Pick the lines holding the string "Mutex" out of the records and copy them.

(Dataset items)
◆ ◆ ◆ ◆ ◆

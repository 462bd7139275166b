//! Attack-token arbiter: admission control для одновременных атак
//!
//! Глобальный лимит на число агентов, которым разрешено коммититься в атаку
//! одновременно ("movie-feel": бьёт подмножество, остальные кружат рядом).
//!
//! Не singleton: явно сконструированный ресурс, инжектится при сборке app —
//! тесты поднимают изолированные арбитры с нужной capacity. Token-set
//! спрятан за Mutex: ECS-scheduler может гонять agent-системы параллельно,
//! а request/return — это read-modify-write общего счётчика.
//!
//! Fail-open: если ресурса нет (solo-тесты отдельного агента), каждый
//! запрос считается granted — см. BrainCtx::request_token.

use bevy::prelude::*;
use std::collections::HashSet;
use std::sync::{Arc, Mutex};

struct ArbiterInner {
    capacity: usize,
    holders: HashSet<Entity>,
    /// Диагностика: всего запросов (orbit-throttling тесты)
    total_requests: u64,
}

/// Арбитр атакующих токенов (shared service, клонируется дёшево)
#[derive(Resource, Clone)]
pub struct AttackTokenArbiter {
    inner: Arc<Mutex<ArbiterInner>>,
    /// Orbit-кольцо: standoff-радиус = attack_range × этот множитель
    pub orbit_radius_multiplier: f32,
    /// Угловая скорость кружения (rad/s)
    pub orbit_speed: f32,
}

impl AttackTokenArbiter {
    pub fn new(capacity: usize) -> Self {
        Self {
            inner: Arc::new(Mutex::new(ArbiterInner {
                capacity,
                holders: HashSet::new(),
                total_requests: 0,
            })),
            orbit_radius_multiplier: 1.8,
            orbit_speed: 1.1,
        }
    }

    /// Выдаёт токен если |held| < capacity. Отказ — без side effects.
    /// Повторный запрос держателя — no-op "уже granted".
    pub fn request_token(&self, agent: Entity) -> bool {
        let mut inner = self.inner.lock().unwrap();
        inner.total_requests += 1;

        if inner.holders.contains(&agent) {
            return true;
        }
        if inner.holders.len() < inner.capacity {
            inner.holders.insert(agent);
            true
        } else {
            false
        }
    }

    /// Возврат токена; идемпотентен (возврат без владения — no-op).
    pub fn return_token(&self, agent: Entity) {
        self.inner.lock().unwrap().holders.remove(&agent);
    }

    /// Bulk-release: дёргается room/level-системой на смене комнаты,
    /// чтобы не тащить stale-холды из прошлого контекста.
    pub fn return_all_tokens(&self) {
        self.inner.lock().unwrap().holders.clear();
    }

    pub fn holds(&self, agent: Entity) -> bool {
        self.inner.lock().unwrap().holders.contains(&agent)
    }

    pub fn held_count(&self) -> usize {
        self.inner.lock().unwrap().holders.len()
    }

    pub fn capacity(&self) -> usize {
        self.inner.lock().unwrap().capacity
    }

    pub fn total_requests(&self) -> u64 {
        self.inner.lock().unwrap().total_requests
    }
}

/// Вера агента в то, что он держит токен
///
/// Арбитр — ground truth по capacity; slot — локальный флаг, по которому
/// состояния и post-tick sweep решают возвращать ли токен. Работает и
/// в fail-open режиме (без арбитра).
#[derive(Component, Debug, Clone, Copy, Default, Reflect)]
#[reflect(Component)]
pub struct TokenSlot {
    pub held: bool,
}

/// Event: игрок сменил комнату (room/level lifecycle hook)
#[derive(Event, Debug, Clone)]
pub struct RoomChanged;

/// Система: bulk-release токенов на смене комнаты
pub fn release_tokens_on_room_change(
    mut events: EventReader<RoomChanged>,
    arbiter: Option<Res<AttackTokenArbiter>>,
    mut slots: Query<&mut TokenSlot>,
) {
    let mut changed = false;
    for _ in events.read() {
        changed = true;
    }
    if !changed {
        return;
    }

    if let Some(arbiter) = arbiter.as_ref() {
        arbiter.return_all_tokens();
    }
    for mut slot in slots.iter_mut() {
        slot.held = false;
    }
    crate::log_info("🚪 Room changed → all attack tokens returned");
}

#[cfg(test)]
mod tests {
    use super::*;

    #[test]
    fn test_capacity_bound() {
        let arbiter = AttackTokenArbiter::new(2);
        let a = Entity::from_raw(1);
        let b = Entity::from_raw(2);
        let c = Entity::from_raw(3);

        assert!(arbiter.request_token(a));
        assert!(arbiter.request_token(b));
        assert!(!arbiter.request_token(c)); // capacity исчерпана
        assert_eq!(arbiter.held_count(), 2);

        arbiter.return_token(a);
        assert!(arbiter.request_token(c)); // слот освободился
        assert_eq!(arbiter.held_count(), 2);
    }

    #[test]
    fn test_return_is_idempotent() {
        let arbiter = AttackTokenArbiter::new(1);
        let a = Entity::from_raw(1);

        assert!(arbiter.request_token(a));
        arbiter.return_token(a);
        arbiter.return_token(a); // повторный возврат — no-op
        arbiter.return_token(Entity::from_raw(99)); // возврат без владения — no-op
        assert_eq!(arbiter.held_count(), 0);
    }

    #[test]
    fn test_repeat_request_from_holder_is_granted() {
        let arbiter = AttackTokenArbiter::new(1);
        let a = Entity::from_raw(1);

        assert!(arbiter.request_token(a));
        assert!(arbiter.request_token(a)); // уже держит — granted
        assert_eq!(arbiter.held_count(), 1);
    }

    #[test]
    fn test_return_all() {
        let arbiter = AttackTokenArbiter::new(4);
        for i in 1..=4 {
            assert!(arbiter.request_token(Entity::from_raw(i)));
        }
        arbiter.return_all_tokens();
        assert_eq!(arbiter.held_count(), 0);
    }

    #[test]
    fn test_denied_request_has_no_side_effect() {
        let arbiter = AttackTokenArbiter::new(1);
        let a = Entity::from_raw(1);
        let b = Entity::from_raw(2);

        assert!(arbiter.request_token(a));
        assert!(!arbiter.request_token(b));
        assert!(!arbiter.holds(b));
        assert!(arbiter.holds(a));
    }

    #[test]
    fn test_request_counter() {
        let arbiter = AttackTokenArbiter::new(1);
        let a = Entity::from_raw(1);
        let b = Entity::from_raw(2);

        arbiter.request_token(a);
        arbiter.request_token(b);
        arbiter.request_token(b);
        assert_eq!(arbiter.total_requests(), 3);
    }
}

◆ ◆ ◆ ◆ ◆

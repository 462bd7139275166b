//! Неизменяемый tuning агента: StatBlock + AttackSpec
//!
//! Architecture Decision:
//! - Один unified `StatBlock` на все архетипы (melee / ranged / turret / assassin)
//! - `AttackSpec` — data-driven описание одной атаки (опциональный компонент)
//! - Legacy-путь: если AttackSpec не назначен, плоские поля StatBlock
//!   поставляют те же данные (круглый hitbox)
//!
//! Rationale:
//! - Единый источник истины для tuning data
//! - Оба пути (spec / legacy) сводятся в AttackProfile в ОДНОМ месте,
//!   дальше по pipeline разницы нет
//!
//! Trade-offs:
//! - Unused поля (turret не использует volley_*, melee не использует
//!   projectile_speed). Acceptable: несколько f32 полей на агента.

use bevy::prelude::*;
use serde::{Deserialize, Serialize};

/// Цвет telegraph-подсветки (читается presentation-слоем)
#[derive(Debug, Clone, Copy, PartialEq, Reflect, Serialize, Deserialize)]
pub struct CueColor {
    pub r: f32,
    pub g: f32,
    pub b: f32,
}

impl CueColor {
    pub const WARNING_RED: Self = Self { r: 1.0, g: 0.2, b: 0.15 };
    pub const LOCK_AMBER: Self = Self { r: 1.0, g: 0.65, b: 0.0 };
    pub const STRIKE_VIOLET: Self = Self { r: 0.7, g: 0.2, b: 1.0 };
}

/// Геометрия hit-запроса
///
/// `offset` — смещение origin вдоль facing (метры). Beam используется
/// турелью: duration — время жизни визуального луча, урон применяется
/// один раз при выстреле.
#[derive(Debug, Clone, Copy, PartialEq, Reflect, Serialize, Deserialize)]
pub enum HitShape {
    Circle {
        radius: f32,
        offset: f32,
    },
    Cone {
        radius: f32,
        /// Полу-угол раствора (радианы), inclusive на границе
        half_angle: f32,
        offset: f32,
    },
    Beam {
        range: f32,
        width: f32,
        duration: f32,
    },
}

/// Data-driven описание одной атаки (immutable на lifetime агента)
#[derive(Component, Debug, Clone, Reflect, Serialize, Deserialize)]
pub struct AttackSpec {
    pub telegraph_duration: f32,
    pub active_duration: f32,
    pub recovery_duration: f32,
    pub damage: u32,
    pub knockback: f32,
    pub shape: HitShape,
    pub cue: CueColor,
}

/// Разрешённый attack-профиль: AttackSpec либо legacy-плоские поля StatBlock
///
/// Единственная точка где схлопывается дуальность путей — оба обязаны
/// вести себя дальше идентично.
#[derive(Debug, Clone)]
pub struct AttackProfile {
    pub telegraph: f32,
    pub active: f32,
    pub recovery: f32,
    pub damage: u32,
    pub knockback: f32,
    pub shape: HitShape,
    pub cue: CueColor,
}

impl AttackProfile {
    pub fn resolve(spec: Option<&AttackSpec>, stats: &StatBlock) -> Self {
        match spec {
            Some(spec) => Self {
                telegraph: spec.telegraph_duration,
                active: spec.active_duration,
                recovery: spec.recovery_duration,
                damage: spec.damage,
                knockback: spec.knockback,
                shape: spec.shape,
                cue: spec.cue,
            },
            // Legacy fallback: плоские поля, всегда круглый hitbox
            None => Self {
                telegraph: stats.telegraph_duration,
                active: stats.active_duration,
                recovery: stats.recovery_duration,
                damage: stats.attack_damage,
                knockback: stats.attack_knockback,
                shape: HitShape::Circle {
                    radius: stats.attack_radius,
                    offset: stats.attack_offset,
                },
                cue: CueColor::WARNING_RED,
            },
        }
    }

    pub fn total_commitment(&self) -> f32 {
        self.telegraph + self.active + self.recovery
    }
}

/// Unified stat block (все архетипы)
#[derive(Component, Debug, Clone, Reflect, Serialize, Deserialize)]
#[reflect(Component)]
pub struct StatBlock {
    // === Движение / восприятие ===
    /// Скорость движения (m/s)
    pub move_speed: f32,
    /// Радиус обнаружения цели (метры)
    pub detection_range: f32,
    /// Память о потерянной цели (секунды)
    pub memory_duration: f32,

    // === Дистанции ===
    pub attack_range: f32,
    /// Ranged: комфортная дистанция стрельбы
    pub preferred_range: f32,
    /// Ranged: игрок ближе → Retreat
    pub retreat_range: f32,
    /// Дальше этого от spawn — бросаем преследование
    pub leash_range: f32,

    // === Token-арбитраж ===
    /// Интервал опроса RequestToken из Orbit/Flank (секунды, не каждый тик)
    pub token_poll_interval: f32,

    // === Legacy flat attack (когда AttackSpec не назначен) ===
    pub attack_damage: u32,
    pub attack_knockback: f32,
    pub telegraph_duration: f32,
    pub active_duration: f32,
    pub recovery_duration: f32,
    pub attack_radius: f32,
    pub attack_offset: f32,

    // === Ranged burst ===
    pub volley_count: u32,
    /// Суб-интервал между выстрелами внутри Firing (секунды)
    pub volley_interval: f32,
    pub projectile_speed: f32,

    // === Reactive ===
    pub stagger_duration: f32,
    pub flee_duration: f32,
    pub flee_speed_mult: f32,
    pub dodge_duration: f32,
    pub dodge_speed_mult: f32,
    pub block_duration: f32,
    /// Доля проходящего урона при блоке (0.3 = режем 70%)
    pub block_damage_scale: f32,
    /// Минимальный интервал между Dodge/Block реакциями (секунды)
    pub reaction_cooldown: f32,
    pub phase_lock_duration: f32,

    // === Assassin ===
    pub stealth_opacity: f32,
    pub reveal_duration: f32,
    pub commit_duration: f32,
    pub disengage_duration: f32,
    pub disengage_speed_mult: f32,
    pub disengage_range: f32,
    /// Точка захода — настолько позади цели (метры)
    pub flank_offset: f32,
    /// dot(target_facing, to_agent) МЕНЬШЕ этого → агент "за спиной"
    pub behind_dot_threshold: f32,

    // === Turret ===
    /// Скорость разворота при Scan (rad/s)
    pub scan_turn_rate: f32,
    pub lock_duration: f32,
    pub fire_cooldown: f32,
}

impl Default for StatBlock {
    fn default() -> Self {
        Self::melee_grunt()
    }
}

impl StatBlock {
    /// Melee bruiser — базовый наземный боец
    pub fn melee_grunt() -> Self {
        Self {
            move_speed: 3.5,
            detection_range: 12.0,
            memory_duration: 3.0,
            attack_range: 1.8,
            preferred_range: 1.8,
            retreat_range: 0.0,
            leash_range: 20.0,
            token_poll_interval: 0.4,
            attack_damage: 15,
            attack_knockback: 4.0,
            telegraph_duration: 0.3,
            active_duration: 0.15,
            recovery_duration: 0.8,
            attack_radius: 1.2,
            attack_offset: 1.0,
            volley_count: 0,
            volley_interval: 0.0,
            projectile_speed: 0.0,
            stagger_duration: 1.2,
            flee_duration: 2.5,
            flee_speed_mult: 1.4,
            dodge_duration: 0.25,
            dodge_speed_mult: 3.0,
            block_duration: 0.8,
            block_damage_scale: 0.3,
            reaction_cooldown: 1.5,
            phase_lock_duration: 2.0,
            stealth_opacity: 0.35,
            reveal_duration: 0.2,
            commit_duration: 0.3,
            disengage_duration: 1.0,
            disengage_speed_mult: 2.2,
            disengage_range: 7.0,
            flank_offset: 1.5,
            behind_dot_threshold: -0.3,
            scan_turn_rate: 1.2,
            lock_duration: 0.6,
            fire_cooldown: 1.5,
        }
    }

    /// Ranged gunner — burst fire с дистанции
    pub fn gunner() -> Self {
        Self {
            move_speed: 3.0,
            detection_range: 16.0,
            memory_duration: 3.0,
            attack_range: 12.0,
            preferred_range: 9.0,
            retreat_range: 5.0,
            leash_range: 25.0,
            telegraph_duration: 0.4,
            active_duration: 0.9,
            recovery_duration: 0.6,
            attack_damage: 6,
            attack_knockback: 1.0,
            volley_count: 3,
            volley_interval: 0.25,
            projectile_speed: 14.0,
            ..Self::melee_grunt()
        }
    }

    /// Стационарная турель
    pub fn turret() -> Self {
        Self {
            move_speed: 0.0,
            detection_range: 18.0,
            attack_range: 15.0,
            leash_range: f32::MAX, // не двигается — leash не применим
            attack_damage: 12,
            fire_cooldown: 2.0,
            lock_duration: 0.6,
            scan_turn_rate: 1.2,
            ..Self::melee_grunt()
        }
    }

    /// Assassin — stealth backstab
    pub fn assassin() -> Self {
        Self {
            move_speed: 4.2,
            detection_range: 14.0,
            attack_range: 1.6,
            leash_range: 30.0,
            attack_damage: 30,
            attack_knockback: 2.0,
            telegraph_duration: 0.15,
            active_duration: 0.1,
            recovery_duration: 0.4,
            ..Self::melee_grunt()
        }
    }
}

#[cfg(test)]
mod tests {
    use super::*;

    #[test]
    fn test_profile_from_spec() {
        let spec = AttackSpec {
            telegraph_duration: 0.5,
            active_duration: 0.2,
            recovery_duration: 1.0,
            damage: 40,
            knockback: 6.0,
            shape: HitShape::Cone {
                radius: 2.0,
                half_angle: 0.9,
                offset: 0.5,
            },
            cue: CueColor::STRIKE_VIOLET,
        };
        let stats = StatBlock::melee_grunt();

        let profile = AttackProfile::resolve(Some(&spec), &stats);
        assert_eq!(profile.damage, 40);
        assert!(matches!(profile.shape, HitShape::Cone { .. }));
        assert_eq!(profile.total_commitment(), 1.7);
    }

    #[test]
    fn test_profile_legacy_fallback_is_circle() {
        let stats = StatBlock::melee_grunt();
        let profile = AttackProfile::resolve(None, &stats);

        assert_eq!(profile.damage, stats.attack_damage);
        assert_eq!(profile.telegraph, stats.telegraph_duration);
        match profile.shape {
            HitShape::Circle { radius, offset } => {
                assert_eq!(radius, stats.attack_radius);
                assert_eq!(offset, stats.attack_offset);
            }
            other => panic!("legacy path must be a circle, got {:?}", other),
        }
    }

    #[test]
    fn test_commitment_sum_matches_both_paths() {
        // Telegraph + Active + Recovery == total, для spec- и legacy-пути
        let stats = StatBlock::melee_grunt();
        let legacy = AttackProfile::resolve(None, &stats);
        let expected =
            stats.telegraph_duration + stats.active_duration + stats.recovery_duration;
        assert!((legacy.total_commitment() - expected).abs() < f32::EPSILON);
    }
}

◆ ◆ ◆ ◆ ◆

Finished exercise:
//! спрятан за Mutex: ECS-scheduler может гонять agent-системы параллельно,
use std::sync::{Arc, Mutex};
    inner: Arc<Mutex<ArbiterInner>>,
            inner: Arc::new(Mutex::new(ArbiterInner {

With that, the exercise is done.